O astrólogo da Corte calculou o dia exato. O Imperador Carlos IV deveria colocar a primeira pedra ao pôr-do-sol no nono dia do sétimo mês de 1357, exatamente às 17h31. A obra só terminou no século XVI, duzentos anos depois. Provavelmente, a construção sofreu interrupções, pois não é muito grande. Mas o astrólogo tinha razão, desta vez ela não caiu, justificando todo o cuidado.
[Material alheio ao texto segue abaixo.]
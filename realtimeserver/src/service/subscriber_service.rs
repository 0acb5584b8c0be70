//! 구독 브로드캐스터
//!
//! DashMap으로 대시보드 구독자와 각 구독자의 디바이스 구독 목록을 관리하고,
//! 브리지된 이벤트를 구독 중인 구독자에게만 팬아웃합니다.

use async_trait::async_trait;
use dashmap::DashMap;
use serde::Serialize;
use shared::{BridgeEvent, EventSink};
use std::collections::HashSet;
use std::sync::atomic::{AtomicU64, Ordering};
use tokio::sync::mpsc;
use tokio_tungstenite::tungstenite::Message;
use tracing::{debug, info, warn};
use uuid::Uuid;

/// 구독자별 송신 큐 용량. 가득 차면 해당 구독자에게 가는 브로드캐스트는 버려집니다.
pub const SUBSCRIBER_QUEUE_CAPACITY: usize = 256;

use crate::error::{RealtimeError, RealtimeResult};
use crate::protocol::ServerMessage;

/// 연결된 대시보드 구독자
#[derive(Debug)]
pub struct Subscriber {
    pub user_id: Option<String>,
    pub subscriptions: HashSet<String>,
    tx: mpsc::Sender<Message>,
}

/// 브로드캐스트 통계
#[derive(Debug, Default)]
struct BroadcastCounters {
    delivered: AtomicU64,
    dropped: AtomicU64,
}

#[derive(Debug, Clone, Default, PartialEq, Eq, Serialize)]
pub struct BroadcastStats {
    pub subscribers: usize,
    pub delivered: u64,
    pub dropped: u64,
}

/// 구독 브로드캐스터
#[derive(Debug, Default)]
pub struct SubscriptionBroadcaster {
    subscribers: DashMap<Uuid, Subscriber>,
    counters: BroadcastCounters,
}

impl SubscriptionBroadcaster {
    pub fn new() -> Self {
        Self::default()
    }

    /// 새 구독자 등록. 반환된 ID로 이후 구독/전송을 수행합니다.
    pub fn register(&self, tx: mpsc::Sender<Message>) -> Uuid {
        let id = Uuid::new_v4();
        self.subscribers.insert(
            id,
            Subscriber {
                user_id: None,
                subscriptions: HashSet::new(),
                tx,
            },
        );
        info!("구독자 등록: {} (총 {}명)", id, self.subscribers.len());
        id
    }

    /// 구독자 제거. 이미 없으면 `false`.
    pub fn remove(&self, subscriber_id: Uuid) -> bool {
        let removed = self.subscribers.remove(&subscriber_id).is_some();
        if removed {
            info!("구독자 제거: {} (남은 {}명)", subscriber_id, self.subscribers.len());
        }
        removed
    }

    pub fn set_user(&self, subscriber_id: Uuid, user_id: &str) -> RealtimeResult<()> {
        let mut subscriber = self
            .subscribers
            .get_mut(&subscriber_id)
            .ok_or(RealtimeError::UnknownSubscriber(subscriber_id))?;
        subscriber.user_id = Some(user_id.to_string());
        Ok(())
    }

    pub fn user_id(&self, subscriber_id: Uuid) -> Option<String> {
        self.subscribers
            .get(&subscriber_id)
            .and_then(|s| s.user_id.clone())
    }

    /// 디바이스 구독. 이미 구독 중이어도 성공입니다.
    pub fn subscribe(&self, subscriber_id: Uuid, device_id: &str) -> RealtimeResult<()> {
        let mut subscriber = self
            .subscribers
            .get_mut(&subscriber_id)
            .ok_or(RealtimeError::UnknownSubscriber(subscriber_id))?;
        if subscriber.subscriptions.insert(device_id.to_string()) {
            debug!("구독자 {} → 디바이스 {} 구독", subscriber_id, device_id);
        }
        Ok(())
    }

    pub fn unsubscribe(&self, subscriber_id: Uuid, device_id: &str) -> RealtimeResult<()> {
        let mut subscriber = self
            .subscribers
            .get_mut(&subscriber_id)
            .ok_or(RealtimeError::UnknownSubscriber(subscriber_id))?;
        if subscriber.subscriptions.remove(device_id) {
            debug!("구독자 {} → 디바이스 {} 구독 해제", subscriber_id, device_id);
        }
        Ok(())
    }

    pub fn is_subscribed(&self, subscriber_id: Uuid, device_id: &str) -> bool {
        self.subscribers
            .get(&subscriber_id)
            .map(|s| s.subscriptions.contains(device_id))
            .unwrap_or(false)
    }

    /// 메시지를 팬아웃합니다.
    ///
    /// `device_id`가 있으면 해당 디바이스를 구독한 구독자에게만, 없으면 모든 구독자에게
    /// 전송합니다. 큐가 닫힌 구독자는 제거하고, 큐가 가득 찬 느린 구독자는 이번
    /// 메시지만 건너뜁니다. 반환값은 전달에 성공한 구독자 수입니다.
    pub fn broadcast(&self, message: &ServerMessage, device_id: Option<&str>) -> usize {
        let json = match message.to_json() {
            Ok(json) => json,
            Err(e) => {
                warn!("브로드캐스트 메시지 직렬화 실패: {}", e);
                return 0;
            }
        };

        let mut delivered = 0usize;
        let mut skipped = 0usize;
        let mut closed = Vec::new();

        for entry in self.subscribers.iter() {
            let matches = match device_id {
                Some(id) => entry.subscriptions.contains(id),
                None => true,
            };
            if !matches {
                continue;
            }

            match entry.tx.try_send(Message::Text(json.clone())) {
                Ok(()) => delivered += 1,
                Err(mpsc::error::TrySendError::Full(_)) => {
                    warn!("구독자 {} 송신 큐 가득 참, 메시지 건너뜀", entry.key());
                    skipped += 1;
                }
                Err(mpsc::error::TrySendError::Closed(_)) => closed.push(*entry.key()),
            }
        }

        // 순회 중에는 샤드 읽기 락을 잡고 있으므로 제거는 순회가 끝난 뒤에
        for id in &closed {
            warn!("구독자 {} 전송 실패, 제거합니다", id);
            self.subscribers.remove(id);
        }

        self.counters
            .delivered
            .fetch_add(delivered as u64, Ordering::Relaxed);
        self.counters
            .dropped
            .fetch_add((skipped + closed.len()) as u64, Ordering::Relaxed);

        debug!(
            "브로드캐스트 완료 (대상: {:?}): 성공 {}, 건너뜀 {}, 제거 {}",
            device_id,
            delivered,
            skipped,
            closed.len()
        );
        delivered
    }

    /// 한 구독자에게 직접 전송 (요청 응답용)
    ///
    /// 큐가 가득 차 있으면 `SlowSubscriber`를 반환합니다.
    pub fn send_to(&self, subscriber_id: Uuid, message: &ServerMessage) -> RealtimeResult<()> {
        let json = message.to_json()?;
        let subscriber = self
            .subscribers
            .get(&subscriber_id)
            .ok_or(RealtimeError::UnknownSubscriber(subscriber_id))?;
        subscriber
            .tx
            .try_send(Message::Text(json))
            .map_err(|e| match e {
                mpsc::error::TrySendError::Full(_) => RealtimeError::SlowSubscriber(subscriber_id),
                mpsc::error::TrySendError::Closed(_) => {
                    RealtimeError::UnknownSubscriber(subscriber_id)
                }
            })
    }

    pub fn subscriber_count(&self) -> usize {
        self.subscribers.len()
    }

    pub fn get_stats(&self) -> BroadcastStats {
        BroadcastStats {
            subscribers: self.subscribers.len(),
            delivered: self.counters.delivered.load(Ordering::Relaxed),
            dropped: self.counters.dropped.load(Ordering::Relaxed),
        }
    }
}

#[async_trait]
impl EventSink for SubscriptionBroadcaster {
    async fn publish(&self, event: BridgeEvent) {
        let message = ServerMessage::from(&event);
        self.broadcast(&message, Some(event.device_id()));
    }
}
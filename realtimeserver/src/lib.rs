//! 대시보드 실시간 서버
//!
//! 게이트웨이 이벤트를 WebSocket(JSON) 구독자에게 팬아웃하고,
//! 인증된 대시보드의 가상 핀 쓰기를 [`shared::DeviceControl`]로 전달합니다.
//!
//! # 모듈 구조
//!
//! - **config**: 환경변수 설정
//! - **protocol**: 클라이언트/서버 JSON 메시지
//! - **service**: 구독 브로드캐스터, JWT 검증, WebSocket 리스너
//! - **handler**: 클라이언트 요청 처리

pub mod config;
pub mod error;
pub mod handler;
pub mod protocol;
pub mod service;

#[cfg(test)]
mod tests;

pub use config::{validate_config, RealtimeConfig};
pub use error::{RealtimeError, RealtimeResult};
pub use handler::ClientHandler;
pub use protocol::{ClientMessage, ServerMessage};
pub use service::{AuthService, BroadcastStats, RealtimeService, SubscriptionBroadcaster};
//! 대시보드 WebSocket 메시지 정의
//!
//! 모든 메시지는 `type` 필드로 구분되는 JSON 텍스트 프레임이며 필드는 camelCase입니다.
//!
//! ```json
//! {"type":"subscribe","deviceId":"device-1"}
//! {"type":"virtual_pin_update","deviceId":"device-1","pin":5,"value":"100","dataType":"INTEGER","timestamp":1760000000000}
//! ```

use serde::{Deserialize, Serialize};
use shared::{BridgeEvent, DeviceStatus, DisconnectReason, DomainEvent, PinDataType, PinKind};

/// 클라이언트 → 서버
#[derive(Debug, Clone, PartialEq, Serialize, Deserialize)]
#[serde(tag = "type", rename_all = "snake_case", rename_all_fields = "camelCase")]
pub enum ClientMessage {
    Authenticate { token: String },
    Subscribe { device_id: String },
    Unsubscribe { device_id: String },
    VirtualWrite { device_id: String, pin: u16, value: String },
    GetDeviceStatus { device_id: String },
}

/// 서버 → 클라이언트
#[derive(Debug, Clone, PartialEq, Serialize, Deserialize)]
#[serde(tag = "type", rename_all = "snake_case", rename_all_fields = "camelCase")]
pub enum ServerMessage {
    Authenticated {
        user_id: String,
    },
    Subscribed {
        device_id: String,
    },
    Unsubscribed {
        device_id: String,
    },
    VirtualWriteAck {
        device_id: String,
        pin: u16,
        value: String,
    },
    DeviceStatus(DeviceStatus),
    Error {
        message: String,
    },
    VirtualPinUpdate {
        device_id: String,
        pin: u16,
        value: String,
        data_type: PinDataType,
        timestamp: i64,
    },
    DigitalPinUpdate {
        device_id: String,
        pin: u16,
        value: String,
        data_type: PinDataType,
        timestamp: i64,
    },
    DeviceConnected {
        device_id: String,
        timestamp: i64,
    },
    DeviceDisconnected {
        device_id: String,
        reason: DisconnectReason,
        timestamp: i64,
    },
}

impl ServerMessage {
    pub fn error(message: impl Into<String>) -> Self {
        ServerMessage::Error {
            message: message.into(),
        }
    }

    pub fn to_json(&self) -> serde_json::Result<String> {
        serde_json::to_string(self)
    }
}

impl From<&BridgeEvent> for ServerMessage {
    fn from(bridged: &BridgeEvent) -> Self {
        let timestamp = bridged.timestamp;
        match &bridged.event {
            DomainEvent::DeviceConnected { device_id } => ServerMessage::DeviceConnected {
                device_id: device_id.clone(),
                timestamp,
            },
            DomainEvent::DeviceDisconnected { device_id, reason } => {
                ServerMessage::DeviceDisconnected {
                    device_id: device_id.clone(),
                    reason: *reason,
                    timestamp,
                }
            }
            DomainEvent::PinUpdated {
                device_id,
                kind: PinKind::Virtual,
                pin,
                value,
                data_type,
            } => ServerMessage::VirtualPinUpdate {
                device_id: device_id.clone(),
                pin: *pin,
                value: value.clone(),
                data_type: *data_type,
                timestamp,
            },
            DomainEvent::PinUpdated {
                device_id,
                kind: PinKind::Digital,
                pin,
                value,
                data_type,
            } => ServerMessage::DigitalPinUpdate {
                device_id: device_id.clone(),
                pin: *pin,
                value: value.clone(),
                data_type: *data_type,
                timestamp,
            },
        }
    }
}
Kafka tinha com Praga um caso semelhante a Machado de Assis com seu bairro de Cosme Velho, na zona sul do Rio de Janeiro: o checo nunca abandonou a cidade e circulava em um perímetro pequeno dela, que já não é muito grande. No Museu Kafka, descobri uma coisa que não sabia — minha filha Bárbara chamou minha atenção para o fato: Kafka era um contumaz namorador, teve inúmeros casos. As tchecas são muito bonitas e também são assim as namoradas do escritor. A menos bela era a preferida da família, Felice; a mais bela era a preferida do escritor, Julie ou Julia, não lembro bem. Seu pai Hermann fez tudo para separar o casal, pois a moça não era judia. Conseguiu. Mas tergiverso.
(Tergiversando um pouco mais: a música de Praga é o jazz. Há grupos de jazz tanto sobre a Ponte quanto nos bares e teatros. Acho incrível).
Estou lendo um livro sobre a Praga de Franz Kafka que comprei naquela cidade — calma, o livro é em espanhol — e descubro que o autor passava mais de uma vez por dia pela Karlův most, ou a Ponte Carlos. Mais: descubro que, antes de completar 20 anos, rabiscou para si mesmo o poema abaixo, sem título, mas em honra a um dos lugares mais belos que conheço.
Homens, que cruzam pontes escuras
passando junto a Santos
ornamentados por débeis luzes.
Nuvens, que correm pelo céu cinzento
passando junto a igrejas
com mil torres que condenam.
E alguém, apoiado no parapeito de alvenaria,
que olha na água da noite,
suas mãos sobre velhas pedras.
(tentativa de tradução por Milton Ribeiro)
Milton, ficou gozada a frase: “Kafka é um caso semelhante a Machado de Assis: nunca abandonou Praga e circulava em um perímetro pequeno da cidade, que não é muito grande”. Por ela pensamos que Machado também nunca abandonou Praga.
hahahahaha
Coisas não revisadas… Obrigado, vou dar um jeito.
“Paralaxe paradoxo”
Um mundo imenso contido em um
labirinto pequeno, ademais
cheio de saídas, desvios, inclusive
rotas para o exterior.
O reflexo não visto da Baía de Guanabara
encontra o irmão mais novo nas águas
do rio Moldava, enquanto a humanidade segue
debruçando-se mais sobre um, menos
sobre outro, diferentes e iguais.
Gostei da discreta associação. O dois foram mais ou menos contemporâneos, mais ou menos isolados intelectualmente, pareciam não se interessar por viagens e foram absolutamente geniais. Moldávia e Baía de Guanabara.
E o título, desculpa, é “Paralaxe paradoxo”. Olha que o R nem fica perto do L.
Eu li corretamente, só agora vi o erro.